**EXERCISE**
When you reach the entries below, transcribe each one exactly as it stands.

**DATASET ENTRIES**
"""

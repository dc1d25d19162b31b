// Console Error Types
use serde_json::{json, Value};

use crate::auth::StoreError;
use crate::filter::FilterError;
use crate::routing::RouteError;

/// Console-level error with a stable code for scripted callers
#[derive(Debug)]
pub enum ConsoleError {
    // Bad input from the operator
    InvalidInput(String),

    // Credential persistence failed
    Storage(String),

    // Route lookup or guard failure
    RouteNotFound(String),
    RedirectLoop(String),
    InvalidRouteTable(String),

    // Records could not be read
    InvalidRecords(String),
}

impl ConsoleError {
    /// Get client-safe error message
    pub fn message(&self) -> &str {
        match self {
            ConsoleError::InvalidInput(msg) => msg,
            ConsoleError::Storage(msg) => msg,
            ConsoleError::RouteNotFound(msg) => msg,
            ConsoleError::RedirectLoop(msg) => msg,
            ConsoleError::InvalidRouteTable(msg) => msg,
            ConsoleError::InvalidRecords(msg) => msg,
        }
    }

    /// Get error code for scripted handling
    pub fn error_code(&self) -> &'static str {
        match self {
            ConsoleError::InvalidInput(_) => "INVALID_INPUT",
            ConsoleError::Storage(_) => "STORAGE_ERROR",
            ConsoleError::RouteNotFound(_) => "ROUTE_NOT_FOUND",
            ConsoleError::RedirectLoop(_) => "REDIRECT_LOOP",
            ConsoleError::InvalidRouteTable(_) => "INVALID_ROUTE_TABLE",
            ConsoleError::InvalidRecords(_) => "INVALID_RECORDS",
        }
    }

    /// Process exit status for the CLI
    pub fn exit_code(&self) -> i32 {
        match self {
            ConsoleError::InvalidInput(_) | ConsoleError::InvalidRecords(_) => 2,
            ConsoleError::RouteNotFound(_) | ConsoleError::RedirectLoop(_) => 3,
            ConsoleError::Storage(_) | ConsoleError::InvalidRouteTable(_) => 1,
        }
    }

    pub fn to_json(&self) -> Value {
        json!({
            "success": false,
            "error": self.message(),
            "error_code": self.error_code()
        })
    }
}

impl ConsoleError {
    pub fn invalid_input(message: impl Into<String>) -> Self {
        ConsoleError::InvalidInput(message.into())
    }

    pub fn invalid_records(message: impl Into<String>) -> Self {
        ConsoleError::InvalidRecords(message.into())
    }
}

impl From<StoreError> for ConsoleError {
    fn from(err: StoreError) -> Self {
        tracing::error!("Credential store error: {}", err);
        ConsoleError::Storage(err.to_string())
    }
}

impl From<FilterError> for ConsoleError {
    fn from(err: FilterError) -> Self {
        ConsoleError::InvalidInput(err.to_string())
    }
}

impl From<RouteError> for ConsoleError {
    fn from(err: RouteError) -> Self {
        match err {
            RouteError::NotFound(_) => ConsoleError::RouteNotFound(err.to_string()),
            RouteError::RedirectLoop { .. } => ConsoleError::RedirectLoop(err.to_string()),
            RouteError::InvalidTable(_) | RouteError::Yaml(_) => ConsoleError::InvalidRouteTable(err.to_string()),
        }
    }
}

impl From<serde_json::Error> for ConsoleError {
    fn from(err: serde_json::Error) -> Self {
        ConsoleError::InvalidRecords(format!("Invalid JSON: {}", err))
    }
}

impl std::fmt::Display for ConsoleError {
    fn fmt(&self, f: &mut std::fmt::Formatter<'_>) -> std::fmt::Result {
        write!(f, "{}", self.message())
    }
}

impl std::error::Error for ConsoleError {}
use thiserror::Error;

#[derive(Error, Debug)]
pub enum RouteError {
    #[error("No route matches path: {0}")]
    NotFound(String),

    #[error("Redirect loop navigating to {path} after {hops} redirects")]
    RedirectLoop { path: String, hops: usize },

    #[error("Invalid route table: {0}")]
    InvalidTable(String),

    #[error("Route table parse error: {0}")]
    Yaml(#[from] serde_yaml::Error),
}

"""

**SOLUTION TO THIS TASK**
repository dc1d25d19162b31b
// Console Error Types
use serde_json::{json, Value};

use crate::auth::StoreError;
use crate::filter::FilterError;
use crate::routing::RouteError;

/// Console-level error with a stable code for scripted callers
#[derive(Debug)]
pub enum ConsoleError {
    // Bad input from the operator
    InvalidInput(String),

    // Credential persistence failed
    Storage(String),

    // Route lookup or guard failure
    RouteNotFound(String),
    RedirectLoop(String),
    InvalidRouteTable(String),

    // Records could not be read
    InvalidRecords(String),
}

impl ConsoleError {
    /// Get client-safe error message
    pub fn message(&self) -> &str {
        match self {
            ConsoleError::InvalidInput(msg) => msg,
            ConsoleError::Storage(msg) => msg,
            ConsoleError::RouteNotFound(msg) => msg,
            ConsoleError::RedirectLoop(msg) => msg,
            ConsoleError::InvalidRouteTable(msg) => msg,
            ConsoleError::InvalidRecords(msg) => msg,
        }
    }

    /// Get error code for scripted handling
    pub fn error_code(&self) -> &'static str {
        match self {
            ConsoleError::InvalidInput(_) => "INVALID_INPUT",
            ConsoleError::Storage(_) => "STORAGE_ERROR",
            ConsoleError::RouteNotFound(_) => "ROUTE_NOT_FOUND",
            ConsoleError::RedirectLoop(_) => "REDIRECT_LOOP",
            ConsoleError::InvalidRouteTable(_) => "INVALID_ROUTE_TABLE",
            ConsoleError::InvalidRecords(_) => "INVALID_RECORDS",
        }
    }

    /// Process exit status for the CLI
    pub fn exit_code(&self) -> i32 {
        match self {
            ConsoleError::InvalidInput(_) | ConsoleError::InvalidRecords(_) => 2,
            ConsoleError::RouteNotFound(_) | ConsoleError::RedirectLoop(_) => 3,
            ConsoleError::Storage(_) | ConsoleError::InvalidRouteTable(_) => 1,
        }
    }

    pub fn to_json(&self) -> Value {
        json!({
            "success": false,
            "error": self.message(),
            "error_code": self.error_code()
        })
    }
}

impl ConsoleError {
    pub fn invalid_input(message: impl Into<String>) -> Self {
        ConsoleError::InvalidInput(message.into())
    }

    pub fn invalid_records(message: impl Into<String>) -> Self {
        ConsoleError::InvalidRecords(message.into())
    }
}

impl From<StoreError> for ConsoleError {
    fn from(err: StoreError) -> Self {
        tracing::error!("Credential store error: {}", err);
        ConsoleError::Storage(err.to_string())
    }
}

impl From<FilterError> for ConsoleError {
    fn from(err: FilterError) -> Self {
        ConsoleError::InvalidInput(err.to_string())
    }
}

impl From<RouteError> for ConsoleError {
    fn from(err: RouteError) -> Self {
        match err {
            RouteError::NotFound(_) => ConsoleError::RouteNotFound(err.to_string()),
            RouteError::RedirectLoop { .. } => ConsoleError::RedirectLoop(err.to_string()),
            RouteError::InvalidTable(_) | RouteError::Yaml(_) => ConsoleError::InvalidRouteTable(err.to_string()),
        }
    }
}

impl From<serde_json::Error> for ConsoleError {
    fn from(err: serde_json::Error) -> Self {
        ConsoleError::InvalidRecords(format!("Invalid JSON: {}", err))
    }
}

impl std::fmt::Display for ConsoleError {
    fn fmt(&self, f: &mut std::fmt::Formatter<'_>) -> std::fmt::Result {
        write!(f, "{}", self.message())
    }
}

impl std::error::Error for ConsoleError {}
use thiserror::Error;

#[derive(Error, Debug)]
pub enum RouteError {
    #[error("No route matches path: {0}")]
    NotFound(String),

    #[error("Redirect loop navigating to {path} after {hops} redirects")]
    RedirectLoop { path: String, hops: usize },

    #[error("Invalid route table: {0}")]
    InvalidTable(String),

    #[error("Route table parse error: {0}")]
    Yaml(#[from] serde_yaml::Error),
}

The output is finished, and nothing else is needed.